Extract an E-mail From a Webpage

Article

Introduction

Webscraping is one of the most used techniques to learn about data on the Internet. It is the art of extracting the valuable and required data from a webpage which are considered as the input value for performing various computational operations to generate useful information. In this article, we will learn how we can collect email data published on any webpage. We are using Python, one of the most popular programming languages, to extract data elements value, as it has rich libraries that help to perform various required activities.

The following steps will help you to learn how to find an email on any webpage.

Step 1

We need to import all the essential libraries for our program.

BeautifulSoup: It is a Python library for extracting data out of HTML and XML files.
requests: The requests library allows us to send HTTP requests using Python.
urllib.parse: This module provides functions for manipulating URLs and their component parts, to either break them down or build them up.
collections: It provides different types of containers
re: A module that handles regular expressions.

#import packages
from bs4 import BeautifulSoup
import requests
import requests.exceptions
from urllib.parse import urlsplit
from collections import deque
import re

Step 2

Select the URL for extracting an email from a given URL.

# a queue of urls to be crawled
new_urls = deque(['https://www.gtu.ac.in/page.aspx?p=ContactUsA'])

Step 3

We have to process the given URL only once, so keep track of your processed URLs.

# a set of urls that we have already crawled
processed_urls = set()

Step 4

While crawling the given URL, we may encounter more than one the email-ID so keep them in the collections.

# a set of crawled emails
emails = set()

Step 5

Time to start crawling, we need to crawl all the URLs in the queue, maintain the list of crawled URLs & get the page content from the webpage.
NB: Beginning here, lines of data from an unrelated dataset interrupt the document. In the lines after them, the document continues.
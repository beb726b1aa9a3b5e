//! SetuCAN - gamepad/mission to CAN bridge daemon
//!
//! Opens the SLCAN adapter, runs the adapter handshake, then transmits the
//! configured frames until Ctrl-C. The link is closed with `C` on exit.

use setu_can::gamepad::NoGamepad;
use setu_can::{Bridge, BridgeConfig, Error, Result};
use std::env;
use std::path::Path;

/// Command line options
struct Args {
    config_path: String,
    port: Option<String>,
}

/// Parse options from command line arguments.
///
/// Supports:
/// - `setu-can <path>` (positional)
/// - `setu-can --config <path>` / `-c <path>`
/// - `--port <device>` / `-p <device>` overriding the configured port
///
/// Defaults to `setu-can.toml` in the working directory.
fn parse_args() -> Args {
    let args: Vec<String> = env::args().collect();
    let mut config_path = None;
    let mut port = None;

    let mut i = 1;
    while i < args.len() {
        match args[i].as_str() {
            "--config" | "-c" if i + 1 < args.len() => {
                config_path = Some(args[i + 1].clone());
                i += 1;
            }
            "--port" | "-p" if i + 1 < args.len() => {
                port = Some(args[i + 1].clone());
                i += 1;
            }
            arg if !arg.starts_with('-') && config_path.is_none() => {
                config_path = Some(arg.to_string());
            }
            arg => log::warn!("Ignoring argument '{}'", arg),
        }
        i += 1;
    }

    Args {
        config_path: config_path.unwrap_or_else(|| "setu-can.toml".to_string()),
        port,
    }
}

fn load_config(path: &str) -> Result<BridgeConfig> {
    if Path::new(path).exists() {
        log::info!("Using config: {}", path);
        BridgeConfig::from_file(path)
    } else {
        log::warn!("Config {} not found, using defaults", path);
        Ok(BridgeConfig::default())
    }
}

fn main() -> Result<()> {
    env_logger::Builder::from_env(env_logger::Env::default().default_filter_or("info")).init();

    log::info!("SetuCAN v{} starting...", env!("CARGO_PKG_VERSION"));

    let args = parse_args();
    let mut config = load_config(&args.config_path)?;
    if let Some(port) = args.port {
        config.serial.port = port;
    }

    let validated = config.validated();
    if !validated.issues.is_empty() {
        log::warn!(
            "{} config value(s) replaced by defaults",
            validated.issues.len()
        );
    }

    let mut bridge = Bridge::new(validated, Box::new(NoGamepad))?;

    let shutdown = bridge.shutdown_flag();
    ctrlc::set_handler(move || {
        log::info!("Received shutdown signal");
        shutdown.store(true, std::sync::atomic::Ordering::Relaxed);
    })
    .map_err(|e| Error::Other(format!("Error setting Ctrl-C handler: {}", e)))?;

    if let Err(e) = bridge.connect_serial() {
        log::error!("{}", e);
        bridge.shutdown();
        return Err(e);
    }

    log::info!("Press Ctrl+C to stop");
    bridge.run()?;

    log::info!("Shutting down...");
    bridge.shutdown();
    Ok(())
}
If any error is encountered, move to the next page.

# process urls one by one until we exhaust the queue
while len(new_urls):
# move next url from the queue to the set of processed urls
url = new_urls.popleft()
processed_urls.add(url)
# get url's content
print("Processing %s" % url)
try:
response = requests.get(url)
except (requests.exceptions.MissingSchema, requests.exceptions.ConnectionError):
# ignore pages with errors
continue

Step 6

Now we need to extract some base parts of the current URL, an essential part for transfering relative links found in the document into absolute ones:

# extract base url and path to resolve relative links
parts = urlsplit(url)
base_url = "{0.scheme}://{0.netloc}".format(parts)
path = url[:url.rfind('/')+1] if '/' in parts.path else url

Step 7

From the page content extract email(s) and add them to emails set.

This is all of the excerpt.